Once you have collected all the required data, create a new topic in the correct area of the forum and wait for further instructions; once you have the all clear from the Malware team, return here if you still have issues.


----------



## spunk.funk (May 13, 2010)

*Re: Problems with Security Processor Loader Driver*

This is a problem with your Video driver. First in Safe Mode with Networking, go to *Device Manager* right click the *Security processor loader* driver and *Uninstall* it. Now right click _any _device and choose *Scan For Hardware Changes*, This will reload any devices, and if the Security Processor does not come back with a Yellow flag, you are good to go. 
Now go to the Dell Support/Download Drivers site, Support | Dell US type in your Make and Model # or your Service Tag #. Choose your OS and download the updated *Video* driver for your model.


----------



## RiderOfRohan (Apr 28, 2015)

*Re: Problems with Security Processor Loader Driver*

Thank you two so much for replying. ^^

I uninstalled the security processor loader drive like spunk.funk said, and scanned another device,the security processor loader drive didn't reappear.
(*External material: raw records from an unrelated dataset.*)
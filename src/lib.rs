pub mod actor;
pub mod config;
pub mod ledger;
pub mod metrics;
pub mod money;
pub mod report;
pub mod runner;
pub mod transfer;
pub mod util;
pub mod verifier;
pub mod workload;

pub use actor::{ActionLogEntry, Actor};
pub use config::{HarnessConfig, Mode};
pub use ledger::{AccountId, HttpLedger, LedgerApi, LedgerError, LedgerResult};
pub use metrics::{MetricsCollector, MetricsReport};
pub use money::Amount;
pub use runner::{RunReport, run};
pub use transfer::{TransferError, TransferOperation, TransferState};
pub use verifier::{ConsistencyVerifier, VerificationReport};
pub use workload::{WorkloadConfig, WorkloadGenerator};
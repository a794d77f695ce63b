//! Account lifecycle against the fake ledger service
//!
//! - exactly one creation under concurrent `ensure_account`
//! - balance queries agree with the service and with each other
//! - invalid initial balances never reach the service

use std::time::Duration;

use assert_matches::assert_matches;
use futures::future::join_all;
use ledger_harness::{Amount, LedgerError};
use pretty_assertions::assert_eq;

use crate::helpers::*;

#[tokio::test(flavor = "multi_thread", worker_threads = 4)]
async fn test_concurrent_ensure_creates_one_account() {
    let (server, fake) = FakeLedger::start_with_delay(Duration::from_millis(50)).await;
    let ledger = http_ledger(&server);
    let alice = actor("alice", 10_000, &ledger);

    let results = join_all((0..12).map(|_| {
        let alice = alice.clone();
        tokio::spawn(async move { alice.ensure_account().await })
    }))
    .await;

    let ids: Vec<_> = results
        .into_iter()
        .map(|joined| joined.unwrap().unwrap().id)
        .collect();

    assert_eq!(fake.creates(), 1);
    assert!(ids.iter().all(|id| id == &ids[0]));
    assert_eq!(alice.account_id(), Some(&ids[0]));
}

#[tokio::test]
async fn test_ensure_twice_keeps_the_account() {
    let (server, fake) = FakeLedger::start().await;
    let ledger = http_ledger(&server);
    let alice = actor("alice", 5_000, &ledger);

    let first = alice.ensure_account().await.unwrap();
    let second = alice.ensure_account().await.unwrap();

    assert_eq!(first.id, second.id);
    assert_eq!(second.balance, Amount::from_cents(5_000));
    assert_eq!(fake.creates(), 1);
}

#[tokio::test]
async fn test_non_positive_initial_balance_is_rejected_locally() {
    let (server, fake) = FakeLedger::start().await;
    let ledger = http_ledger(&server);

    for cents in [0, -100] {
        let broke = actor("broke", cents, &ledger);
        assert_matches!(
            broke.ensure_account().await,
            Err(LedgerError::InvalidInitialBalance(_))
        );
        assert!(broke.account_id().is_none());
    }

    assert_eq!(fake.creates(), 0);
}

#[tokio::test]
async fn test_query_before_creation_fails() {
    let (server, _fake) = FakeLedger::start().await;
    let ledger = http_ledger(&server);
    let alice = actor("alice", 100, &ledger);

    assert_matches!(alice.query_balance().await, Err(LedgerError::NoAccount(_)));
    assert_matches!(alice.record(Amount::from_cents(1)), Err(LedgerError::NoAccount(_)));
}

#[tokio::test]
async fn test_consecutive_queries_agree_with_service() {
    let (server, fake) = FakeLedger::start().await;
    let ledger = http_ledger(&server);
    let alice = actor("alice", 12_345, &ledger);

    let id = alice.account().await.unwrap();
    let first = alice.query_balance().await.unwrap();
    let second = alice.query_balance().await.unwrap();

    assert_eq!(first, second);
    assert_eq!(Some(first), fake.balance(id.as_str()));
    assert_eq!(alice.expected_balance(), first);
}

#[tokio::test(flavor = "multi_thread", worker_threads = 4)]
async fn test_many_actors_get_distinct_accounts() {
    let (server, fake) = FakeLedger::start().await;
    let ledger = http_ledger(&server);

    let actors: Vec<_> = (0..8)
        .map(|i| actor(&format!("actor-{i}"), 1_000, &ledger))
        .collect();

    join_all(actors.iter().map(|a| a.ensure_account())).await;

    let mut ids: Vec<_> = actors
        .iter()
        .map(|a| a.account_id().unwrap().clone())
        .collect();
    ids.sort();
    ids.dedup();

    assert_eq!(ids.len(), 8);
    assert_eq!(fake.creates(), 8);
    assert_eq!(fake.total(), Amount::from_cents(8_000));
}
I went to the link and downloaded the video drive-there were five downloads available-however it says my laptop has newer versions than the ones I'm trying to install, should I still install the older version?


----------



## spunk.funk (May 13, 2010)

*Re: Problems with Security Processor Loader Driver*

Type in your *Service Tag #* at the Dell Drivers site. This will give you drivers for your machine only and no others, so there should be only one Video driver. Try installing the older drive if it asks and see if that improves your situation.


----------



## RiderOfRohan (Apr 28, 2015)

*Re: Problems with Security Processor Loader Driver*

Okay, I did that, and installed the drive, it was still an older version, but I restarted my computer and the problem seems to be resolved completely. :smile: 
Thank you so much for your help, I really thought my laptop was done for.


----------



## spunk.funk (May 13, 2010)

Glad I could help!


----------